_EXERCISE REQUIREMENTS_.
Copy each line of the entries that includes the word "Duration".

Stored items
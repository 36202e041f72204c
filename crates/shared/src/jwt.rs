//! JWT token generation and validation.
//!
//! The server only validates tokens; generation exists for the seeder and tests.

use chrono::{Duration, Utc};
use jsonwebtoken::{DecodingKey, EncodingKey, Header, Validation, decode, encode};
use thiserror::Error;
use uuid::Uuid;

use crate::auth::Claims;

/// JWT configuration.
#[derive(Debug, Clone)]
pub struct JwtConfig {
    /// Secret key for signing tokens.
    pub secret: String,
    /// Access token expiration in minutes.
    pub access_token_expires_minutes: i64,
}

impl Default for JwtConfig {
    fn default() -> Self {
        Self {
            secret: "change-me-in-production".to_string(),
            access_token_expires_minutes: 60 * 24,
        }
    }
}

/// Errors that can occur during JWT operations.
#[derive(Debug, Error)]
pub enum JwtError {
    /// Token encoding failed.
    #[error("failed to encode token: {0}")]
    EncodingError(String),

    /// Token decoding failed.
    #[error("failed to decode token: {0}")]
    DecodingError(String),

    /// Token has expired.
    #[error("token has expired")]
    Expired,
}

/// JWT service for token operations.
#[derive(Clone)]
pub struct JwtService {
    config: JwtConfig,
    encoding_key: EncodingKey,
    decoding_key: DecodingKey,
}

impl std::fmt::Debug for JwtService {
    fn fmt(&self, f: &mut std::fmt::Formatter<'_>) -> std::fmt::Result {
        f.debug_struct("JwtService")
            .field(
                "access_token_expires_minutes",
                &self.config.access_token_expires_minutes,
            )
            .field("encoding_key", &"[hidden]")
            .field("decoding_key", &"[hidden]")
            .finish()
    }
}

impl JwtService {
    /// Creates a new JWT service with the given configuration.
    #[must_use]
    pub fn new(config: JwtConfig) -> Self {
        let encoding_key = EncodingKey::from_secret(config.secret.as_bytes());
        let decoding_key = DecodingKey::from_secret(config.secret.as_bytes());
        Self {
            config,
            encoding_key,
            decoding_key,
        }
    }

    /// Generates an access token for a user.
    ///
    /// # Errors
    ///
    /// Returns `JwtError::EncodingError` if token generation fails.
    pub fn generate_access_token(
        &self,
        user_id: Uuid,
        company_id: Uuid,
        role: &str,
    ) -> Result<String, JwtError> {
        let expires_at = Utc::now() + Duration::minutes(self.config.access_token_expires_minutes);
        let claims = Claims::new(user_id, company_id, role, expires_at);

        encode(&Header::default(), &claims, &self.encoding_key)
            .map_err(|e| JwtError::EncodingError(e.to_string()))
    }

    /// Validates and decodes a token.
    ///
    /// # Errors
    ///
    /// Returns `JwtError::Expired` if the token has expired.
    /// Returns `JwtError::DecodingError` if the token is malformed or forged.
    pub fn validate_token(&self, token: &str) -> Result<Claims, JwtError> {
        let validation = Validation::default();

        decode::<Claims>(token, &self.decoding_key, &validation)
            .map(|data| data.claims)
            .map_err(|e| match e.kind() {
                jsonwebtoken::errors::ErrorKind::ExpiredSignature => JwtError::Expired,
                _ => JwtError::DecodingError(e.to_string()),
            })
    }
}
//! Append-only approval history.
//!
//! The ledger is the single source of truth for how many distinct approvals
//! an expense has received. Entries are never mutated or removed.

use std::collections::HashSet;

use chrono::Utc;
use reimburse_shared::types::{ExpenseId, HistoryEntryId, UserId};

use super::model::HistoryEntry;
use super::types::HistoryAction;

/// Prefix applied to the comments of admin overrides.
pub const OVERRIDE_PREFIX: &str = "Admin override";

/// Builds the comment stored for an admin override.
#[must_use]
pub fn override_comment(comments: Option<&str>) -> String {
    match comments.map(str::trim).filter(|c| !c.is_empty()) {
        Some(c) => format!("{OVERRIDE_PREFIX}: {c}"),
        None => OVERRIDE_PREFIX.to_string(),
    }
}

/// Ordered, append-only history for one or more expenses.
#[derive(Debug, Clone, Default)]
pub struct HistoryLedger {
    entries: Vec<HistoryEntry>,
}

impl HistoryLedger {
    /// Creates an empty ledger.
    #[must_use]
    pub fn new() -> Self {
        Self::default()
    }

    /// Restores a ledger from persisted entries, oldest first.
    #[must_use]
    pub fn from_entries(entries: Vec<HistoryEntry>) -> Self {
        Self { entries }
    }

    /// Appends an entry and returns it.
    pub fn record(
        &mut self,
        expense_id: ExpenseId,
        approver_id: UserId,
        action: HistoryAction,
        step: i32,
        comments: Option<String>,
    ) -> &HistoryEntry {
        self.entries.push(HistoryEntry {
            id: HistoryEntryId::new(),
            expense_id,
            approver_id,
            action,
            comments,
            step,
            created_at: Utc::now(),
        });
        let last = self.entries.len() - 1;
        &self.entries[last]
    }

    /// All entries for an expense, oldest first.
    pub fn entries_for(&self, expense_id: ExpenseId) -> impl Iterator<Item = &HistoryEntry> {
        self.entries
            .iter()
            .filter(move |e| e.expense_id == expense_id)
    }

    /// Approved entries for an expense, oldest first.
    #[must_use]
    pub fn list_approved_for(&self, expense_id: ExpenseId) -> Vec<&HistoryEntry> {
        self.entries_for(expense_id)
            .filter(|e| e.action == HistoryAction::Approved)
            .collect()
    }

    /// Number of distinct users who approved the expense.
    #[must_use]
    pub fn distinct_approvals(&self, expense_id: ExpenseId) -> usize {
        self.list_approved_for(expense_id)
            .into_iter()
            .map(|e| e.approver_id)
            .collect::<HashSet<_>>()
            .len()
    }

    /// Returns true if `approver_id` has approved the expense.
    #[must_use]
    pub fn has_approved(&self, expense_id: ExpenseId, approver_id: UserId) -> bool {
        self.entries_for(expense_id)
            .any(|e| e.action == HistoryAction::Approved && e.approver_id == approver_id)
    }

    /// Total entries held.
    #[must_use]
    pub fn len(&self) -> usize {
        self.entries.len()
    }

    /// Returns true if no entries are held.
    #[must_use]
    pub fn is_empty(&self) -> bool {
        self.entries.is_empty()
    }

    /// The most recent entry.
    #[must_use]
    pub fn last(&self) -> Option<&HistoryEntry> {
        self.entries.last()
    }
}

_SOLUTION TO THIS PROBLEM_.
use chrono::{Duration, Utc};
        let expires_at = Utc::now() + Duration::minutes(self.config.access_token_expires_minutes);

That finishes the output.